» Exercise directions
Without adding or dropping anything, copy the entries below.

(Dataset entries begins)

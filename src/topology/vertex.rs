use crate::math::Point3;

slotmap::new_key_type! {
    /// Unique identifier for a vertex in the topology store.
    pub struct VertexId;
}

/// Data associated with a topological vertex.
#[derive(Debug, Clone)]
pub struct VertexData {
    /// The 3D position of the vertex.
    pub point: Point3,
}

impl VertexData {
    /// Creates a new vertex at the given point.
    #[must_use]
    pub fn new(point: Point3) -> Self {
        Self { point }
    }
}
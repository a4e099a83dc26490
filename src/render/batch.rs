use std::fs;
use std::path::PathBuf;

use tracing::info;

use crate::error::RenderError;
use crate::scene::SceneBackend;

use super::{CameraPose, CameraState, RenderSettings};

/// One panorama to render: where the camera stands and where the image goes.
#[derive(Debug, Clone, PartialEq)]
pub struct RenderJob {
    /// 1-based position in the camera list.
    pub index: usize,
    pub camera: CameraState,
    pub output_path: PathBuf,
}

/// Renders one panorama per camera pose, strictly in order.
#[derive(Debug, Clone)]
pub struct PanoramaBatchRenderer {
    output_dir: PathBuf,
    settings: RenderSettings,
}

impl PanoramaBatchRenderer {
    /// Creates a renderer writing into `output_dir`.
    #[must_use]
    pub fn new(output_dir: impl Into<PathBuf>, settings: RenderSettings) -> Self {
        Self {
            output_dir: output_dir.into(),
            settings,
        }
    }

    /// Builds the job for the pose at 0-based `position`.
    #[must_use]
    pub fn job(&self, position: usize, pose: &CameraPose) -> RenderJob {
        let index = position + 1;
        RenderJob {
            index,
            camera: CameraState::from_pose(pose),
            output_path: self.output_dir.join(format!("panorama_{index}.jpg")),
        }
    }

    /// Renders every pose and returns the written paths in order.
    ///
    /// The first backend failure aborts the batch; images already written
    /// stay on disk and later poses are not attempted.
    ///
    /// # Errors
    ///
    /// Returns an error if the settings are invalid, the output directory
    /// cannot be created, or the backend fails.
    pub fn render_all<B: SceneBackend + ?Sized>(
        &self,
        poses: &[CameraPose],
        backend: &mut B,
    ) -> Result<Vec<PathBuf>, RenderError> {
        self.settings.validate()?;
        fs::create_dir_all(&self.output_dir).map_err(|source| RenderError::Io {
            path: self.output_dir.clone(),
            source,
        })?;

        let mut written = Vec::with_capacity(poses.len());
        for (position, pose) in poses.iter().enumerate() {
            let job = self.job(position, pose);
            backend.render_still(&job, &self.settings)?;
            info!(
                index = job.index,
                x = pose.x,
                y = pose.y,
                path = %job.output_path.display(),
                "saved panorama"
            );
            written.push(job.output_path);
        }
        Ok(written)
    }
}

(Dataset entries ends)

» Solution to this task
filename src/topology/vertex.rs
use crate::math::Point3;

slotmap::new_key_type! {
    /// Unique identifier for a vertex in the topology store.
    pub struct VertexId;
}

/// Data associated with a topological vertex.
#[derive(Debug, Clone)]
pub struct VertexData {
    /// The 3D position of the vertex.
    pub point: Point3,
}

impl VertexData {
    /// Creates a new vertex at the given point.
    #[must_use]
    pub fn new(point: Point3) -> Self {
        Self { point }
    }
}
repository a4e099a83dc26490
filename src/render/batch.rs
use std::fs;
use std::path::PathBuf;

use tracing::info;

use crate::error::RenderError;
use crate::scene::SceneBackend;

use super::{CameraPose, CameraState, RenderSettings};

/// One panorama to render: where the camera stands and where the image goes.
#[derive(Debug, Clone, PartialEq)]
pub struct RenderJob {
    /// 1-based position in the camera list.
    pub index: usize,
    pub camera: CameraState,
    pub output_path: PathBuf,
}

/// Renders one panorama per camera pose, strictly in order.
#[derive(Debug, Clone)]
pub struct PanoramaBatchRenderer {
    output_dir: PathBuf,
    settings: RenderSettings,
}

impl PanoramaBatchRenderer {
    /// Creates a renderer writing into `output_dir`.
    #[must_use]
    pub fn new(output_dir: impl Into<PathBuf>, settings: RenderSettings) -> Self {
        Self {
            output_dir: output_dir.into(),
            settings,
        }
    }

    /// Builds the job for the pose at 0-based `position`.
    #[must_use]
    pub fn job(&self, position: usize, pose: &CameraPose) -> RenderJob {
        let index = position + 1;
        RenderJob {
            index,
            camera: CameraState::from_pose(pose),
            output_path: self.output_dir.join(format!("panorama_{index}.jpg")),
        }
    }

    /// Renders every pose and returns the written paths in order.
    ///
    /// The first backend failure aborts the batch; images already written
    /// stay on disk and later poses are not attempted.
    ///
    /// # Errors
    ///
    /// Returns an error if the settings are invalid, the output directory
    /// cannot be created, or the backend fails.
    pub fn render_all<B: SceneBackend + ?Sized>(
        &self,
        poses: &[CameraPose],
        backend: &mut B,
    ) -> Result<Vec<PathBuf>, RenderError> {
        self.settings.validate()?;
        fs::create_dir_all(&self.output_dir).map_err(|source| RenderError::Io {
            path: self.output_dir.clone(),
            source,
        })?;

        let mut written = Vec::with_capacity(poses.len());
        for (position, pose) in poses.iter().enumerate() {
            let job = self.job(position, pose);
            backend.render_still(&job, &self.settings)?;
            info!(
                index = job.index,
                x = pose.x,
                y = pose.y,
                path = %job.output_path.display(),
                "saved panorama"
            );
            written.push(job.output_path);
        }
        Ok(written)
    }
}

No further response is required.